DATA FOR THE TASK Start Marker

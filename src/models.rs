//! Backup data model
//!
//! On-disk JSON keeps the field names of existing `metadata.json` files
//! (`did`, `filePath`, `recordTypes`, ...), so backups written by earlier
//! releases stay listable.

use chrono::{DateTime, Utc};
use serde::{Deserialize, Serialize};
use std::collections::{BTreeMap, BTreeSet};
use std::path::PathBuf;

/// Kind of backup. Only full repository snapshots exist today.
#[derive(Debug, Clone, Copy, PartialEq, Eq, Serialize, Deserialize)]
pub enum BackupKind {
    #[serde(rename = "full_repo")]
    FullRepo,
}

/// Summary counts extracted from a repository archive.
#[derive(Debug, Clone, PartialEq, Eq, Serialize, Deserialize)]
#[serde(rename_all = "camelCase")]
pub struct RepoStats {
    /// Every section in the archive, records and structural blocks alike
    pub total_blocks: u64,
    /// Sum of block payload sizes
    pub total_size: u64,
    /// Always equal to the sum of `record_types_by_tag`
    pub record_count: u64,
    #[serde(rename = "recordTypes")]
    pub record_types_by_tag: BTreeMap<String, u64>,
    #[serde(rename = "fileSize")]
    pub file_size_bytes: u64,
    #[serde(rename = "collections")]
    pub collection_tags: BTreeSet<String>,
    pub created_at: DateTime<Utc>,
}

/// Durable description of one completed backup, stored as `metadata.json`.
#[derive(Debug, Clone, PartialEq, Eq, Serialize, Deserialize)]
#[serde(rename_all = "camelCase")]
pub struct BackupRecord {
    #[serde(rename = "did")]
    pub account_id: String,
    pub timestamp: DateTime<Utc>,
    #[serde(rename = "backupType")]
    pub backup_kind: BackupKind,
    #[serde(rename = "filePath")]
    pub archive_path: PathBuf,
    #[serde(default, skip_serializing_if = "Option::is_none")]
    pub blobs_path: Option<PathBuf>,
    #[serde(default, skip_serializing_if = "Option::is_none")]
    pub blob_count: Option<u64>,
    /// Hex SHA-256 of the archive; absent in backups from older releases
    #[serde(default, skip_serializing_if = "Option::is_none")]
    pub archive_sha256: Option<String>,
    pub stats: RepoStats,
}

impl BackupRecord {
    /// `(timestamp, accountId)` uniquely identifies a backup on disk.
    pub fn same_backup(&self, other: &BackupRecord) -> bool {
        self.timestamp == other.timestamp && self.account_id == other.account_id
    }
}

/// Sidecar written next to each downloaded blob as `<cid>.json`.
#[derive(Debug, Clone, PartialEq, Eq, Serialize, Deserialize)]
#[serde(rename_all = "camelCase")]
pub struct BlobMetadata {
    pub cid: String,
    pub size: u64,
    pub downloaded_at: DateTime<Utc>,
}

/// One page of `com.atproto.sync.listBlobs`.
#[derive(Debug, Clone, Default, PartialEq, Eq, Serialize, Deserialize)]
pub struct BlobPage {
    pub cids: Vec<String>,
    #[serde(default, skip_serializing_if = "Option::is_none")]
    pub cursor: Option<String>,
}

#[cfg(test)]
mod tests {
    use super::*;

    fn sample_record() -> BackupRecord {
        let created = "2026-03-01T10:00:00Z".parse::<DateTime<Utc>>().unwrap();
        BackupRecord {
            account_id: "did:plc:abc123".to_string(),
            timestamp: created,
            backup_kind: BackupKind::FullRepo,
            archive_path: PathBuf::from("/tmp/ATBackup/2026-03-01_backup/repo.car"),
            blobs_path: None,
            blob_count: None,
            archive_sha256: None,
            stats: RepoStats {
                total_blocks: 10,
                total_size: 900,
                record_count: 3,
                record_types_by_tag: BTreeMap::from([
                    ("app.bsky.feed.post".to_string(), 2),
                    ("app.bsky.feed.like".to_string(), 1),
                ]),
                file_size_bytes: 1024,
                collection_tags: BTreeSet::from([
                    "app.bsky.feed.like".to_string(),
                    "app.bsky.feed.post".to_string(),
                ]),
                created_at: created,
            },
        }
    }

    #[test]
    fn test_record_uses_metadata_file_field_names() {
        let json = serde_json::to_value(sample_record()).unwrap();

        assert_eq!(json["did"], "did:plc:abc123");
        assert_eq!(json["backupType"], "full_repo");
        assert!(json["filePath"].is_string());
        assert_eq!(json["stats"]["recordTypes"]["app.bsky.feed.post"], 2);
        assert_eq!(json["stats"]["fileSize"], 1024);
        assert!(json["stats"]["collections"].is_array());
        assert!(json.get("blobsPath").is_none(), "unset blob fields are omitted");
        assert!(json.get("archiveSha256").is_none());
    }

    #[test]
    fn test_record_parses_legacy_metadata_file() {
        // metadata.json as written by the 0.1 desktop client
        let legacy = r#"{
          "did": "did:plc:abc123",
          "timestamp": "2025-06-01T08:30:00.000Z",
          "backupType": "full_repo",
          "filePath": "/home/u/Documents/ATBackup/2025-06-01_backup/repo.car",
          "stats": {
            "totalBlocks": 4,
            "totalSize": 0,
            "recordCount": 2,
            "recordTypes": { "app.bsky.feed.post": 2 },
            "fileSize": 512,
            "collections": ["app.bsky.feed.post"],
            "createdAt": "2025-06-01T08:30:00.000Z"
          },
          "blobsPath": "/home/u/Documents/ATBackup/2025-06-01_backup/blobs",
          "blobCount": 7
        }"#;

        let record: BackupRecord = serde_json::from_str(legacy).unwrap();
        assert_eq!(record.account_id, "did:plc:abc123");
        assert_eq!(record.blob_count, Some(7));
        assert!(record.archive_sha256.is_none());
        assert_eq!(record.stats.record_count, 2);
    }

    #[test]
    fn test_same_backup_compares_timestamp_and_account() {
        let a = sample_record();
        let mut b = sample_record();
        assert!(a.same_backup(&b));

        b.account_id = "did:plc:other".to_string();
        assert!(!a.same_backup(&b));

        let mut c = sample_record();
        c.timestamp = c.timestamp + chrono::Duration::seconds(1);
        assert!(!a.same_backup(&c));
    }
}
//! Application configuration
//!
//! Sources, lowest to highest priority:
//! - built-in defaults
//! - `atbackup.toml` in the working directory, or the file given with `--config`
//! - `ATBACKUP__*` environment variables (after `.env` is loaded by dotenvy),
//!   e.g. `ATBACKUP__SERVICE__DID=did:plc:...`, `ATBACKUP__MAX_BACKUPS=5`

use serde::{Deserialize, Serialize};
use std::path::{Path, PathBuf};

/// Default number of dated backups kept by rotating retention
pub const DEFAULT_MAX_BACKUPS: usize = 3;

#[derive(Debug, thiserror::Error)]
pub enum ConfigError {
    #[error("failed to load configuration: {0}")]
    Load(#[from] config::ConfigError),

    #[error("invalid configuration: {0}")]
    Invalid(String),

    #[error("cannot resolve {0}: no home/documents directory on this platform")]
    NoPlatformDir(&'static str),
}

/// PDS connection settings
#[derive(Debug, Clone, Serialize, Deserialize)]
#[serde(default)]
pub struct ServiceConfig {
    pub pds_url: String,
    /// Account to back up; `None` means not signed in
    pub did: Option<String>,
    /// Bearer token from the OAuth client, if the PDS requires one
    pub access_token: Option<String>,
    pub timeout_secs: u64,
    pub max_retries: u32,
    pub retry_initial_delay_ms: u64,
}

impl Default for ServiceConfig {
    fn default() -> Self {
        Self {
            pds_url: "https://bsky.social".to_string(),
            did: None,
            access_token: None,
            timeout_secs: 300,
            max_retries: 2,
            retry_initial_delay_ms: 200,
        }
    }
}

#[derive(Debug, Clone, Serialize, Deserialize)]
#[serde(default)]
pub struct SchedulerConfig {
    /// Seconds between due-checks, hourly by default
    pub check_interval_secs: u64,
}

impl Default for SchedulerConfig {
    fn default() -> Self {
        Self {
            check_interval_secs: 3600,
        }
    }
}

#[derive(Debug, Clone, Serialize, Deserialize)]
#[serde(default)]
pub struct AppConfig {
    /// Overrides `<documents>/ATBackup`
    pub backup_root: Option<PathBuf>,
    /// Overrides `<config dir>/atbackup/settings.json`
    pub settings_path: Option<PathBuf>,
    pub max_backups: usize,
    pub download_blobs: bool,
    /// Single-slot retention instead of rotating dated backups
    pub overwrite: bool,
    pub service: ServiceConfig,
    pub scheduler: SchedulerConfig,
}

impl Default for AppConfig {
    fn default() -> Self {
        Self {
            backup_root: None,
            settings_path: None,
            max_backups: DEFAULT_MAX_BACKUPS,
            download_blobs: true,
            overwrite: false,
            service: ServiceConfig::default(),
            scheduler: SchedulerConfig::default(),
        }
    }
}

impl AppConfig {
    /// Load configuration from file + environment.
    ///
    /// An explicit `path` must exist; the implicit `atbackup.toml` is optional.
    pub fn load(path: Option<&Path>) -> Result<Self, ConfigError> {
        dotenvy::dotenv().ok();

        let mut builder = config::Config::builder();
        builder = match path {
            Some(p) => builder.add_source(config::File::from(p).required(true)),
            None => builder.add_source(config::File::with_name("atbackup").required(false)),
        };
        builder = builder.add_source(
            config::Environment::with_prefix("ATBACKUP")
                .separator("__")
                .try_parsing(true),
        );

        let config: AppConfig = builder.build()?.try_deserialize()?;
        config.validate()?;
        Ok(config)
    }

    pub fn validate(&self) -> Result<(), ConfigError> {
        if self.max_backups == 0 {
            return Err(ConfigError::Invalid(
                "max_backups must be at least 1".to_string(),
            ));
        }
        if self.scheduler.check_interval_secs == 0 {
            return Err(ConfigError::Invalid(
                "scheduler.check_interval_secs must be at least 1".to_string(),
            ));
        }
        if self.service.timeout_secs == 0 {
            return Err(ConfigError::Invalid(
                "service.timeout_secs must be at least 1".to_string(),
            ));
        }
        Ok(())
    }

    /// Effective backup root: the configured override, else `<documents>/ATBackup`
    pub fn backup_root(&self) -> Result<PathBuf, ConfigError> {
        match &self.backup_root {
            Some(dir) => Ok(dir.clone()),
            None => crate::paths::default_backup_root()
                .ok_or(ConfigError::NoPlatformDir("backup directory")),
        }
    }

    /// Effective settings file path
    pub fn settings_path(&self) -> Result<PathBuf, ConfigError> {
        match &self.settings_path {
            Some(path) => Ok(path.clone()),
            None => crate::paths::default_settings_path()
                .ok_or(ConfigError::NoPlatformDir("settings file")),
        }
    }
}

#[cfg(test)]
mod tests {
    use super::*;
    use tempfile::TempDir;

    #[test]
    fn test_app_config_default_values() {
        let config = AppConfig::default();
        assert!(config.backup_root.is_none(), "no custom backup root by default");
        assert_eq!(config.max_backups, 3, "keep three dated backups by default");
        assert!(config.download_blobs, "blobs are downloaded by default");
        assert!(!config.overwrite, "rotating retention by default");
        assert_eq!(config.scheduler.check_interval_secs, 3600);
        assert_eq!(config.service.pds_url, "https://bsky.social");
        assert!(config.service.did.is_none());
        assert!(config.validate().is_ok());
    }

    #[test]
    fn test_load_from_toml_file_fills_missing_keys_with_defaults() {
        let dir = TempDir::new().unwrap();
        let path = dir.path().join("atbackup.toml");
        std::fs::write(
            &path,
            r#"
max_backups = 5
download_blobs = false

[service]
did = "did:plc:abc123"

[scheduler]
check_interval_secs = 60
"#,
        )
        .unwrap();

        let config = AppConfig::load(Some(&path)).unwrap();
        assert_eq!(config.max_backups, 5);
        assert!(!config.download_blobs);
        assert_eq!(config.service.did.as_deref(), Some("did:plc:abc123"));
        assert_eq!(config.service.pds_url, "https://bsky.social");
        assert_eq!(config.scheduler.check_interval_secs, 60);
    }

    #[test]
    fn test_load_missing_explicit_file_fails() {
        let dir = TempDir::new().unwrap();
        let missing = dir.path().join("nope.toml");
        assert!(AppConfig::load(Some(&missing)).is_err());
    }

    #[test]
    fn test_validate_rejects_zero_values() {
        let config = AppConfig {
            max_backups: 0,
            ..AppConfig::default()
        };
        assert!(matches!(config.validate(), Err(ConfigError::Invalid(_))));

        let mut config = AppConfig::default();
        config.scheduler.check_interval_secs = 0;
        assert!(config.validate().is_err());
    }

    #[test]
    fn test_backup_root_prefers_override() {
        let config = AppConfig {
            backup_root: Some(PathBuf::from("/tmp/custom_root")),
            ..AppConfig::default()
        };
        assert_eq!(config.backup_root().unwrap(), PathBuf::from("/tmp/custom_root"));
    }
}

DATA FOR THE TASK End Marker

Check each line of these records for the string "crate" and state only how many lines have it.

2